La necesidad de ser inmunizados contra el COVID-19 alcanza a los más de 30 millones de personas que viven en este momento en el Perú y, sin embargo, los lotes de las distintas vacunas con las que, lenta y progresivamente, se podrá cubrir esa demanda llegarán en estos primeros meses del año por cuentagotas. Con el envío inicial de Sinopharm, como se sabe, se podrá proteger –una vez que esté completo– a medio millón de personas (todas integrantes de lo que se ha dado en llamar “la primera línea” de defensa contra el virus). Y luego, entre este mes y abril, debemos recibir algo más de un millón y medio de dosis adicionales (entre lo comprometido por Pfizer y lo ofrecido a través del mecanismo Covax Facility), que servirá para vacunar a otras 700.000 personas que, mal que bien, pertenecerán también al universo mencionado (médicos, enfermeras, policías, bomberos, etc.).
De ahí en adelante, el escenario se vuelve más confuso. Si bien las cifras sobre las vacunas adquiridas parecen seguras, las fechas de llegada no lo son. Y eso, evidentemente, suscita una gran disputa por el acceso a ese beneficio.
Se discuten por estos días, en realidad, dos cosas; una de forma abierta y la otra de un modo más bien embozado. El primer motivo de controversia es cuál debería ser la prelación de los grupos de ciudadanos a proteger una vez que se cumpla con lo ya establecido. Y el segundo, si el derecho a la inmunización debería alcanzar a todas las personas que habitan nuestro país con prescindencia de su nacionalidad (y el estatus legal de su presencia en nuestro territorio) o su situación frente a la justicia.
De más está decir, por supuesto, que la primera discusión es razonable. No sucede lo mismo, en cambio, con la segunda, en la que asoman afanes discriminadores absurdos.

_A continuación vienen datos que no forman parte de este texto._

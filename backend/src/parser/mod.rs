//! CSV reader with encoding and delimiter auto-detection.
//!
//! Turns raw upload bytes into a [`RawTable`]: untyped string cells keyed by
//! header. No weather-specific logic here; type checks live in
//! [`crate::validation`].

use serde_json::{Map, Value};
use std::path::Path;

use crate::error::ValidationError;

/// CSV parsing error with context
#[derive(Debug, Clone, PartialEq)]
pub struct CsvError {
    pub line: usize,
    pub message: String,
}

impl std::fmt::Display for CsvError {
    fn fmt(&self, f: &mut std::fmt::Formatter<'_>) -> std::fmt::Result {
        write!(f, "Line {}: {}", self.line, self.message)
    }
}

impl std::error::Error for CsvError {}

impl CsvError {
    pub fn new(line: usize, message: impl Into<String>) -> Self {
        Self {
            line,
            message: message.into(),
        }
    }
}

impl From<CsvError> for ValidationError {
    fn from(err: CsvError) -> Self {
        ValidationError::Parse(err.to_string())
    }
}

/// One data row of a [`RawTable`].
#[derive(Debug, Clone, PartialEq)]
pub struct RawRow {
    /// Line number in the source text (the header is line 1).
    pub line: usize,
    /// Cells in header order; short rows are padded with empty strings.
    pub cells: Vec<String>,
}

/// Parsed but untyped CSV content.
#[derive(Debug, Clone, PartialEq)]
pub struct RawTable {
    /// Column headers, in file order.
    pub headers: Vec<String>,
    /// Data rows, in file order.
    pub rows: Vec<RawRow>,
    /// Detected or used encoding
    pub encoding: String,
    /// Detected or used delimiter
    pub delimiter: char,
}

impl RawTable {
    /// Position of a column by exact (case-sensitive) name.
    pub fn column_index(&self, name: &str) -> Option<usize> {
        self.headers.iter().position(|h| h == name)
    }

    pub fn has_column(&self, name: &str) -> bool {
        self.column_index(name).is_some()
    }

    /// Cell value of `row` in column `name`.
    pub fn cell<'a>(&self, row: &'a RawRow, name: &str) -> Option<&'a str> {
        self.column_index(name)
            .and_then(|i| row.cells.get(i))
            .map(String::as_str)
    }

    /// Rows as JSON objects keyed by header, for debugging output.
    pub fn to_json_records(&self) -> Vec<Value> {
        self.rows
            .iter()
            .map(|row| {
                let obj: Map<String, Value> = self
                    .headers
                    .iter()
                    .zip(row.cells.iter())
                    .map(|(h, v)| (h.clone(), Value::String(v.clone())))
                    .collect();
                Value::Object(obj)
            })
            .collect()
    }
}

/// Detect the encoding of raw bytes.
///
/// Valid UTF-8 (with or without BOM) is taken as is; anything else is
/// handed to chardet.
pub fn detect_encoding(bytes: &[u8]) -> String {
    if std::str::from_utf8(bytes).is_ok() {
        return "utf-8".to_string();
    }

    let charset = chardet::detect(bytes).0;

    match charset.to_lowercase().as_str() {
        "" | "ascii" | "utf-8" | "utf8" | "utf-8-sig" => "utf-8".to_string(),
        "iso-8859-1" | "iso-8859-15" | "latin-1" | "latin1" => "iso-8859-1".to_string(),
        "windows-1252" | "cp1252" => "windows-1252".to_string(),
        other => other.to_string(),
    }
}

/// Decode bytes to a string using the specified encoding.
///
/// The label is resolved with the WHATWG rules, so `iso-8859-1` decodes as
/// windows-1252. UTF-8 input has its byte order mark removed; unknown labels
/// fall back to windows-1252, which never fails on single bytes.
pub fn decode_content(bytes: &[u8], encoding: &str) -> String {
    let codec = encoding_rs::Encoding::for_label(encoding.trim().as_bytes())
        .unwrap_or(encoding_rs::WINDOWS_1252);
    codec.decode(bytes).0.into_owned()
}

/// Detect the delimiter by counting occurrences in the header line.
///
/// Falls back to `,` when no candidate appears.
pub fn detect_delimiter(content: &str) -> char {
    let header = content
        .lines()
        .find(|l| !l.trim().is_empty())
        .unwrap_or("");

    let mut best_sep = ',';
    let mut best_count = 0;

    for sep in [',', ';', '\t', '|'] {
        let count = header.matches(sep).count();
        if count > best_count {
            best_count = count;
            best_sep = sep;
        }
    }

    best_sep
}

/// Parse CSV text with an explicit delimiter.
///
/// Cells and headers are trimmed. Lines whose cells are all empty are
/// skipped. A row with more cells than the header is a parse error.
pub fn parse_table(
    content: &str,
    delimiter: char,
    encoding: impl Into<String>,
) -> Result<RawTable, CsvError> {
    if content.trim().is_empty() {
        return Err(CsvError::new(1, "Empty CSV file"));
    }

    let delimiter_byte = u8::try_from(delimiter)
        .map_err(|_| CsvError::new(1, format!("Unsupported delimiter '{}'", delimiter)))?;

    let mut reader = csv::ReaderBuilder::new()
        .delimiter(delimiter_byte)
        .trim(csv::Trim::All)
        .flexible(true)
        .from_reader(content.as_bytes());

    let headers: Vec<String> = reader
        .headers()
        .map_err(|e| CsvError::new(1, format!("Cannot read header: {}", e)))?
        .iter()
        .map(str::to_string)
        .collect();

    if headers.iter().all(String::is_empty) {
        return Err(CsvError::new(1, "No headers found"));
    }

    let mut rows = Vec::new();

    for (idx, result) in reader.records().enumerate() {
        let fallback_line = idx + 2; // +1 for 0-index, +1 for header

        let record = result.map_err(|e| {
            let line = e
                .position()
                .map(|p| source_line(content, p.byte()))
                .unwrap_or(fallback_line);
            CsvError::new(line, format!("Cannot read line: {}", e))
        })?;

        let line = record
            .position()
            .map(|p| source_line(content, p.byte()))
            .unwrap_or(fallback_line);

        if record.iter().all(str::is_empty) {
            continue;
        }

        if record.len() > headers.len() {
            return Err(CsvError::new(
                line,
                format!("Expected {} fields, saw {}", headers.len(), record.len()),
            ));
        }

        let cells = (0..headers.len())
            .map(|i| record.get(i).unwrap_or("").to_string())
            .collect();

        rows.push(RawRow { line, cells });
    }

    Ok(RawTable {
        headers,
        rows,
        encoding: encoding.into(),
        delimiter,
    })
}

/// 1-based line of the record starting at byte offset `byte`.
///
/// The reader reports the offset where it started looking for the record,
/// which sits before any blank lines it skipped. Those are stepped over
/// first. `\r\n`, `\n` and lone `\r` each count as one line break.
fn source_line(content: &str, byte: u64) -> usize {
    let bytes = content.as_bytes();
    let mut offset = usize::try_from(byte).unwrap_or(bytes.len()).min(bytes.len());
    while offset < bytes.len() && matches!(bytes[offset], b'\r' | b'\n') {
        offset += 1;
    }

    let head = &bytes[..offset];
    let breaks = head
        .iter()
        .enumerate()
        .filter(|&(i, &b)| b == b'\n' || (b == b'\r' && head.get(i + 1) != Some(&b'\n')))
        .count();
    breaks + 1
}

/// Parse CSV bytes with auto-detection of encoding and delimiter.
pub fn parse_bytes_auto(bytes: &[u8]) -> Result<RawTable, CsvError> {
    let encoding = detect_encoding(bytes);
    let content = decode_content(bytes, &encoding);
    let delimiter = detect_delimiter(&content);
    parse_table(&content, delimiter, encoding)
}

/// Parse already-decoded CSV text, detecting the delimiter.
pub fn parse_text_auto(content: &str) -> Result<RawTable, CsvError> {
    let content = content.strip_prefix('\u{feff}').unwrap_or(content);
    parse_table(content, detect_delimiter(content), "utf-8")
}

/// Parse a CSV file with auto-detection of encoding and delimiter.
pub fn parse_file_auto<P: AsRef<Path>>(path: P) -> Result<RawTable, CsvError> {
    let bytes = std::fs::read(path.as_ref())
        .map_err(|e| CsvError::new(0, format!("Cannot read file: {}", e)))?;
    parse_bytes_auto(&bytes)
}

Basta hacer una revisión somera de las opiniones sobre esta materia que inundan las redes para toparse con objeciones de todo calibre al propósito de proveer de la protección que nos ocupa a los individuos privados de su libertad y a los migrantes venezolanos. Aparte de la angustia por la posibilidad de que las dosis adquiridas no sean suficientes para cubrir a un contingente humano que incluya también a esos dos grupos de personas, lo que los comentarios dejan traslucir con frecuencia es la idea de que abandonar a su suerte a quienes los componen sería una forma de castigo a sus delitos o faltas. Un planteamiento no solamente inhumano y descabellado, sino también de una ceguera considerable, pues pierde de vista el hecho de que nadie estará seguro en el Perú hasta que todo prójimo esté vacunado.
Felizmente, las autoridades se han apresurado a atajar las especulaciones sobre un eventual retaceo de la inmunización a los integrantes de las mencionadas colectividades. En lo que concierne a los presos, ya el Gobierno aclaró que –dada la situación de hacinamiento que enfrentan– estarán incluidos en la fase 2 de la vacunación, junto con los adultos mayores y otras poblaciones vulnerables. Y en lo que toca a los migrantes venezolanos, la cancillería ha confirmado que serán comprendidos en el esfuerzo de protección del COVID-19 (lo que plantea retos importantes, habida cuenta de que no existe un “censo” que permita identificarlos y ubicarlos en todo el país).
Seguramente el debate sobre quién debería estar antes y quién después en el camino hacia la inmunización total o mayoritaria de nuestra población continuará en las próximas semanas. Pero los intentos de dejar fuera del proceso a determinados grupos de individuos deben ser desterrados de inmediato. “Vacuna para todos” es la máxima con la que debemos guiarnos tanto los ciudadanos como el Estado en el largo trayecto que nos conducirá a salir de este agobiante trance.